## Try it:
Transcribe exactly the lines that fall between the one holding "data.insert(record.key.clone(), record);" and the one holding "fn delete(&self, key: &[u8], timestamp: Timestamp)", inclusive, from the entries below.

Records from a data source

impl CoordinatorConfig {
    /// Majority quorums over the whole cluster, with read repair on.
    pub fn for_cluster(cluster_size: usize) -> Self {
        Self {
            replication: ReplicationParams::default_for(cluster_size),
            replica_timeout: DEFAULT_REPLICA_TIMEOUT,
            read_repair: true,
        }
    }
}

/// Result of a successful GET.
#[derive(Debug, Clone, PartialEq, Eq)]
pub struct GetResult {
    pub value: Vec<u8>,
    pub timestamp: Timestamp,
}

#[derive(Debug, thiserror::Error)]
pub enum KvError {
    #[error("key not found")]
    NotFound,
    #[error("not enough replicas: need {needed}, got {got}")]
    QuorumNotReached { needed: usize, got: usize },
    #[error("invalid replication parameters: {0}")]
    InvalidParams(#[from] ParamsError),
    #[error("storage error: {0}")]
    Storage(#[from] StorageError),
}

type WriteHandle = JoinHandle<(NodeId, Result<(), ReplicaError>)>;
type ReadHandle = JoinHandle<(NodeId, Result<Option<Record>, ReplicaError>)>;

/// Run a blocking storage call off the async runtime.
async fn on_storage<T, F>(storage: &Arc<dyn Storage>, f: F) -> Result<T, StorageError>
where
    T: Send + 'static,
    F: FnOnce(&dyn Storage) -> Result<T, StorageError> + Send + 'static,
{
    let storage = storage.clone();
    tokio::task::spawn_blocking(move || f(storage.as_ref()))
        .await
        .unwrap_or_else(|e| Err(StorageError::Io(std::io::Error::new(std::io::ErrorKind::Other, e))))
}

/// Dispatches single replica operations, locally or over the transport.
struct Replicas<R: ReplicaClient> {
    local_id: NodeId,
    storage: Arc<dyn Storage>,
    client: Arc<R>,
    timeout: Duration,
}
//! HTTP client implementing `ReplicaClient`.
//!
//! `HttpReplicaClient` sends replica-internal entity requests to peers and
//! translates status codes back into records and `ReplicaError`s.

use crate::convert::{entity_url, timestamp_from_headers, INTERNAL_HEADER, TIMESTAMP_HEADER};
use ringkv_common::{NodeId, Timestamp};
use ringkv_kv::{ReplicaClient, ReplicaError};
use ringkv_storage::Record;
use std::time::Duration;

/// A reqwest-based replica transport. Connections to peers are pooled by
/// the underlying client.
#[derive(Debug, Clone)]
pub struct HttpReplicaClient {
    client: reqwest::Client,
}

impl HttpReplicaClient {
    /// `timeout` bounds each whole request, connect included.
    pub fn new(timeout: Duration) -> Result<Self, ReplicaError> {
        let client = reqwest::Client::builder()
            .timeout(timeout)
            .connect_timeout(timeout)
            .build()
            .map_err(|e| ReplicaError::Connect(format!("http client: {}", e)))?;
        Ok(Self { client })
    }

    fn url(&self, target: &NodeId, key: &[u8]) -> Result<reqwest::Url, ReplicaError> {
        entity_url(target, key).map_err(ReplicaError::Malformed)
    }

    async fn send(&self, request: reqwest::RequestBuilder) -> Result<reqwest::Response, ReplicaError> {
        request
            .header(INTERNAL_HEADER, "true")
            .send()
            .await
            .map_err(transport_error)
    }
}

fn transport_error(error: reqwest::Error) -> ReplicaError {
    if error.is_timeout() {
        ReplicaError::Timeout
    } else {
        ReplicaError::Connect(error.to_string())
    }
}

fn expect_status(
    response: &reqwest::Response,
    expected: reqwest::StatusCode,
) -> Result<(), ReplicaError> {
    if response.status() == expected {
        Ok(())
    } else {
        Err(ReplicaError::Rejected(format!(
            "{} answered {}",
            response.url(),
            response.status()
        )))
    }
}

#[async_trait::async_trait]
impl ReplicaClient for HttpReplicaClient {
    async fn send_put(
        &self,
        target: &NodeId,
        key: &[u8],
        value: &[u8],
        timestamp: Timestamp,
    ) -> Result<(), ReplicaError> {
        let url = self.url(target, key)?;
        let response = self
            .send(
                self.client
                    .put(url)
                    .header(TIMESTAMP_HEADER, timestamp.as_nanos())
                    .body(value.to_vec()),
            )
            .await?;
        expect_status(&response, reqwest::StatusCode::CREATED)
    }

    async fn send_delete(
        &self,
        target: &NodeId,
        key: &[u8],
        timestamp: Timestamp,
    ) -> Result<(), ReplicaError> {
        let url = self.url(target, key)?;
        let response = self
            .send(
                self.client
                    .delete(url)
                    .header(TIMESTAMP_HEADER, timestamp.as_nanos()),
            )
            .await?;
        expect_status(&response, reqwest::StatusCode::ACCEPTED)
    }

    async fn send_get(&self, target: &NodeId, key: &[u8]) -> Result<Option<Record>, ReplicaError> {
        let url = self.url(target, key)?;
        let response = self.send(self.client.get(url)).await?;

        let status = response.status();
        let timestamp =
            timestamp_from_headers(response.headers()).map_err(ReplicaError::Malformed)?;

        match (status, timestamp) {
            (reqwest::StatusCode::OK, Some(timestamp)) => {
                let body = response.bytes().await.map_err(transport_error)?;
                Ok(Some(Record::put(key.to_vec(), body.to_vec(), timestamp)))
            }
            (reqwest::StatusCode::OK, None) => Err(ReplicaError::Malformed(
                "value without timestamp".to_string(),
            )),
            (reqwest::StatusCode::NOT_FOUND, Some(timestamp)) => {
                Ok(Some(Record::tombstone(key.to_vec(), timestamp)))
            }
            (reqwest::StatusCode::NOT_FOUND, None) => Ok(None),
            (status, _) => Err(ReplicaError::Rejected(format!(
                "{} answered {}",
                target, status
            ))),
        }
    }
}
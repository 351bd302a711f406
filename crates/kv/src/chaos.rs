//! Fault injection for replica traffic.
//!
//! [`ChaosReplicaClient`] sits in front of another [`ReplicaClient`] and can
//! take nodes down, make them hang, drop calls at random or add latency.
//! Tests use it to simulate partitions without real sockets.

use crate::replica_client::{ReplicaClient, ReplicaError};
use rand::Rng;
use ringkv_common::{NodeId, Timestamp};
use ringkv_storage::Record;
use std::collections::HashSet;
use std::sync::Arc;
use tokio::sync::RwLock;
use tokio::time::Duration;

/// Configuration for replica chaos injection.
#[derive(Debug, Clone)]
pub struct ChaosReplicaConfig {
    /// Probability of returning an error \[0.0, 1.0\].
    pub failure_rate: f64,
    /// Fixed latency injected before forwarding.
    pub latency: Duration,
    /// Random additional latency in \[0, jitter\].
    pub jitter: Duration,
}

impl Default for ChaosReplicaConfig {
    fn default() -> Self {
        Self {
            failure_rate: 0.0,
            latency: Duration::ZERO,
            jitter: Duration::ZERO,
        }
    }
}

/// Forwards to `inner` unless the target is down, stalled or unlucky.
pub struct ChaosReplicaClient<R: ReplicaClient> {
    inner: Arc<R>,
    config: Arc<RwLock<ChaosReplicaConfig>>,
    failed_nodes: Arc<RwLock<HashSet<NodeId>>>,
    /// Nodes whose calls hang until the caller gives up.
    stalled_nodes: Arc<RwLock<HashSet<NodeId>>>,
}

impl<R: ReplicaClient> std::fmt::Debug for ChaosReplicaClient<R> {
    fn fmt(&self, f: &mut std::fmt::Formatter<'_>) -> std::fmt::Result {
        f.debug_struct("ChaosReplicaClient").finish_non_exhaustive()
    }
}

impl<R: ReplicaClient> ChaosReplicaClient<R> {
    pub fn new(inner: R, config: ChaosReplicaConfig) -> Self {
        Self {
            inner: Arc::new(inner),
            config: Arc::new(RwLock::new(config)),
            failed_nodes: Arc::new(RwLock::new(HashSet::new())),
            stalled_nodes: Arc::new(RwLock::new(HashSet::new())),
        }
    }

    /// Mark a node as failed (until recovered). Calls fail immediately.
    pub async fn fail_node(&self, node_id: NodeId) {
        self.failed_nodes.write().await.insert(node_id);
    }

    /// Make calls to a node hang (until recovered), as if it stopped
    /// answering without closing connections.
    pub async fn stall_node(&self, node_id: NodeId) {
        self.stalled_nodes.write().await.insert(node_id);
    }

    /// Remove a node from the failed and stalled sets.
    pub async fn recover_node(&self, node_id: &NodeId) {
        self.failed_nodes.write().await.remove(node_id);
        self.stalled_nodes.write().await.remove(node_id);
    }

    pub async fn set_failure_rate(&self, rate: f64) {
        self.config.write().await.failure_rate = rate;
    }

    async fn injected_delay(&self) -> (Duration, f64) {
        let config = self.config.read().await;
        let mut delay = config.latency;
        if !config.jitter.is_zero() {
            let extra = rand::thread_rng().gen_range(0..=config.jitter.as_millis() as u64);
            delay += Duration::from_millis(extra);
        }
        (delay, config.failure_rate)
    }

    /// Runs before every forwarded call. Stalled targets never return.
    async fn maybe_fail(&self, target: &NodeId) -> Result<(), ReplicaError> {
        if self.failed_nodes.read().await.contains(target) {
            return Err(ReplicaError::Connect(format!("chaos: {} is down", target)));
        }
        if self.stalled_nodes.read().await.contains(target) {
            std::future::pending::<()>().await;
        }

        let (delay, failure_rate) = self.injected_delay().await;
        if !delay.is_zero() {
            tokio::time::sleep(delay).await;
        }
        if failure_rate > 0.0 && rand::thread_rng().gen_bool(failure_rate.min(1.0)) {
            return Err(ReplicaError::Connect(format!("chaos: dropped call to {}", target)));
        }
        Ok(())
    }
}

#[async_trait::async_trait]
impl<R: ReplicaClient> ReplicaClient for ChaosReplicaClient<R> {
    async fn send_put(
        &self,
        target: &NodeId,
        key: &[u8],
        value: &[u8],
        timestamp: Timestamp,
    ) -> Result<(), ReplicaError> {
        self.maybe_fail(target).await?;
        self.inner.send_put(target, key, value, timestamp).await
    }

    async fn send_delete(
        &self,
        target: &NodeId,
        key: &[u8],
        timestamp: Timestamp,
    ) -> Result<(), ReplicaError> {
        self.maybe_fail(target).await?;
        self.inner.send_delete(target, key, timestamp).await
    }

    async fn send_get(&self, target: &NodeId, key: &[u8]) -> Result<Option<Record>, ReplicaError> {
        self.maybe_fail(target).await?;
        self.inner.send_get(target, key).await
    }
}
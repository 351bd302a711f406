//! ringkv-node: entry point for a replicated KV node.
//!
//! Loads config, opens the storage engine, wires the router, coordinator
//! and HTTP replica client, then serves the entity API on the configured
//! listen address until Ctrl+C.

use ringkv_kv::{Coordinator, Router};
use ringkv_net::HttpReplicaClient;
use ringkv_storage::StorageEngine;
use std::sync::Arc;

#[tokio::main]
async fn main() -> Result<(), Box<dyn std::error::Error>> {
    ringkv_metrics::init_tracing();

    // Load config: first CLI arg is the YAML config path
    let config_path = std::env::args()
        .nth(1)
        .unwrap_or_else(|| "config.yaml".to_string());
    let config = ringkv_config::load_from_file(std::path::Path::new(&config_path))
        .map_err(|e| format!("failed to load config from {}: {}", config_path, e))?;

    let local_id = config.local_id();
    let coordinator_config = config.coordinator_config();
    tracing::info!(
        "node {} in a {}-node cluster, {}",
        local_id,
        config.topology.len(),
        coordinator_config.replication
    );

    // Open storage engine and start background compaction
    let storage = Arc::new(StorageEngine::open(
        &config.storage.data_dir,
        config.storage.engine_options(),
    )?);
    let compaction = ringkv_storage::spawn_compaction_task(
        storage.clone(),
        config.storage.compaction_interval(),
        config.storage.compaction_trigger_segments,
    );

    // Create router, replica client and coordinator
    let router = Arc::new(Router::new(config.topology.clone(), config.virtual_nodes)?);
    let replica_client = Arc::new(HttpReplicaClient::new(
        coordinator_config.replica_timeout,
    )?);
    let coordinator = Arc::new(Coordinator::new(
        local_id,
        router,
        storage.clone(),
        replica_client,
        coordinator_config,
    )?);

    let app = ringkv_net::build_server(coordinator);

    // Serve with graceful shutdown on Ctrl+C
    let listener = tokio::net::TcpListener::bind(config.listen).await?;
    tracing::info!("serving HTTP on {}", config.listen);
    axum::serve(listener, app)
        .with_graceful_shutdown(async {
            if let Err(e) = tokio::signal::ctrl_c().await {
                tracing::warn!("failed to listen for Ctrl+C: {}", e);
                std::future::pending::<()>().await;
            }
            tracing::info!("received Ctrl+C, shutting down");
        })
        .await?;

    // Flush the memtable before exiting
    compaction.abort();
    storage.close()?;
    tracing::info!("storage closed");

    Ok(())
}
//! Volatile [`Storage`] backend for tests and throwaway nodes.

use crate::backend::Storage;
use crate::engine::StorageError;
use crate::record::Record;
use parking_lot::RwLock;
use ringkv_common::Timestamp;
use std::collections::BTreeMap;
use std::sync::atomic::{AtomicBool, Ordering};

#[derive(Debug, Default)]
pub struct MemoryStorage {
    data: RwLock<BTreeMap<Vec<u8>, Record>>,
    closed: AtomicBool,
}

impl MemoryStorage {
    pub fn new() -> Self {
        Self::default()
    }

    /// Number of keys held, tombstones included.
    pub fn len(&self) -> usize {
        self.data.read().len()
    }

    pub fn is_empty(&self) -> bool {
        self.data.read().is_empty()
    }

    fn ensure_open(&self) -> Result<(), StorageError> {
        if self.closed.load(Ordering::Acquire) {
            Err(StorageError::Closed)
        } else {
            Ok(())
        }
    }

    fn write(&self, record: Record) -> Result<(), StorageError> {
        self.ensure_open()?;
        let mut data = self.data.write();
        match data.get(&record.key) {
            Some(existing) if !record.supersedes(existing) => {}
            _ => {
                data.insert(record.key.clone(), record);
            }
        }
        Ok(())
    }
}

impl Storage for MemoryStorage {
    fn get(&self, key: &[u8]) -> Result<Option<Record>, StorageError> {
        self.ensure_open()?;
        Ok(self.data.read().get(key).cloned())
    }

    fn put(&self, key: &[u8], value: &[u8], timestamp: Timestamp) -> Result<(), StorageError> {
        self.write(Record::put(key.to_vec(), value.to_vec(), timestamp))
    }

    fn delete(&self, key: &[u8], timestamp: Timestamp) -> Result<(), StorageError> {
        self.write(Record::tombstone(key.to_vec(), timestamp))
    }

    fn close(&self) -> Result<(), StorageError> {
        self.closed.store(true, Ordering::Release);
        Ok(())
    }
}
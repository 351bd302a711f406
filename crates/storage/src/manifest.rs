//! The MANIFEST names the live segments, oldest first.
//!
//! It is rewritten in full whenever the segment set changes: the new
//! contents go to `MANIFEST.tmp`, which is synced and renamed over the old
//! file. A crash leaves either the old or the new list in place, never a mix.
//! Segment files not listed are leftovers of an interrupted flush or
//! compaction and are deleted on open.

use crate::codec;
use crate::engine::StorageError;
use serde::{Deserialize, Serialize};
use std::fs::{self, File};
use std::io::{self, Write};
use std::path::Path;

pub const MANIFEST_FILE: &str = "MANIFEST";
pub const MANIFEST_TMP_FILE: &str = "MANIFEST.tmp";

#[derive(Debug, Clone, Default, PartialEq, Eq, Serialize, Deserialize)]
pub struct Manifest {
    /// Live segment generations, oldest data first.
    pub segments: Vec<u64>,
    /// Lowest generation not yet handed out.
    pub next_gen: u64,
}

impl Manifest {
    /// Load the manifest, or `None` for a fresh directory.
    pub fn load(dir: &Path) -> Result<Option<Self>, StorageError> {
        let bytes = match fs::read(dir.join(MANIFEST_FILE)) {
            Ok(bytes) => bytes,
            Err(e) if e.kind() == io::ErrorKind::NotFound => return Ok(None),
            Err(e) => return Err(e.into()),
        };
        Ok(Some(codec::decode_frame(&bytes)?))
    }

    /// Atomically replace the manifest on disk.
    pub fn store(&self, dir: &Path) -> Result<(), StorageError> {
        let tmp = dir.join(MANIFEST_TMP_FILE);
        {
            let mut file = File::create(&tmp)?;
            file.write_all(&codec::encode_frame(self)?)?;
            file.sync_all()?;
        }
        fs::rename(&tmp, dir.join(MANIFEST_FILE))?;
        // Persist the rename itself. Not every platform can open a directory.
        if let Ok(d) = File::open(dir) {
            let _ = d.sync_all();
        }
        Ok(())
    }
}

#[cfg(test)]
mod tests {
    use super::*;
    use tempfile::TempDir;

    #[test]
    fn test_missing_manifest() {
        let dir = TempDir::new().unwrap();
        assert_eq!(Manifest::load(dir.path()).unwrap(), None);
    }

    #[test]
    fn test_store_and_load() {
        let dir = TempDir::new().unwrap();
        let manifest = Manifest {
            segments: vec![4, 2, 9],
            next_gen: 10,
        };
        manifest.store(dir.path()).unwrap();
        assert_eq!(Manifest::load(dir.path()).unwrap(), Some(manifest));
        assert!(!dir.path().join(MANIFEST_TMP_FILE).exists());
    }

    #[test]
    fn test_store_replaces_previous() {
        let dir = TempDir::new().unwrap();
        Manifest {
            segments: vec![1],
            next_gen: 2,
        }
        .store(dir.path())
        .unwrap();
        let next = Manifest {
            segments: vec![1, 2],
            next_gen: 3,
        };
        next.store(dir.path()).unwrap();
        assert_eq!(Manifest::load(dir.path()).unwrap(), Some(next));
    }

    #[test]
    fn test_corrupt_manifest_is_an_error() {
        let dir = TempDir::new().unwrap();
        Manifest {
            segments: vec![1],
            next_gen: 2,
        }
        .store(dir.path())
        .unwrap();
        let path = dir.path().join(MANIFEST_FILE);
        let mut bytes = fs::read(&path).unwrap();
        bytes[10] ^= 0xff;
        fs::write(&path, bytes).unwrap();

        assert!(Manifest::load(dir.path()).is_err());
    }
}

## Solution to this task:
                data.insert(record.key.clone(), record);
            }
        }
        Ok(())
    }
}

impl Storage for MemoryStorage {
    fn get(&self, key: &[u8]) -> Result<Option<Record>, StorageError> {
        self.ensure_open()?;
        Ok(self.data.read().get(key).cloned())
    }

    fn put(&self, key: &[u8], value: &[u8], timestamp: Timestamp) -> Result<(), StorageError> {
        self.write(Record::put(key.to_vec(), value.to_vec(), timestamp))
    }

    fn delete(&self, key: &[u8], timestamp: Timestamp) -> Result<(), StorageError> {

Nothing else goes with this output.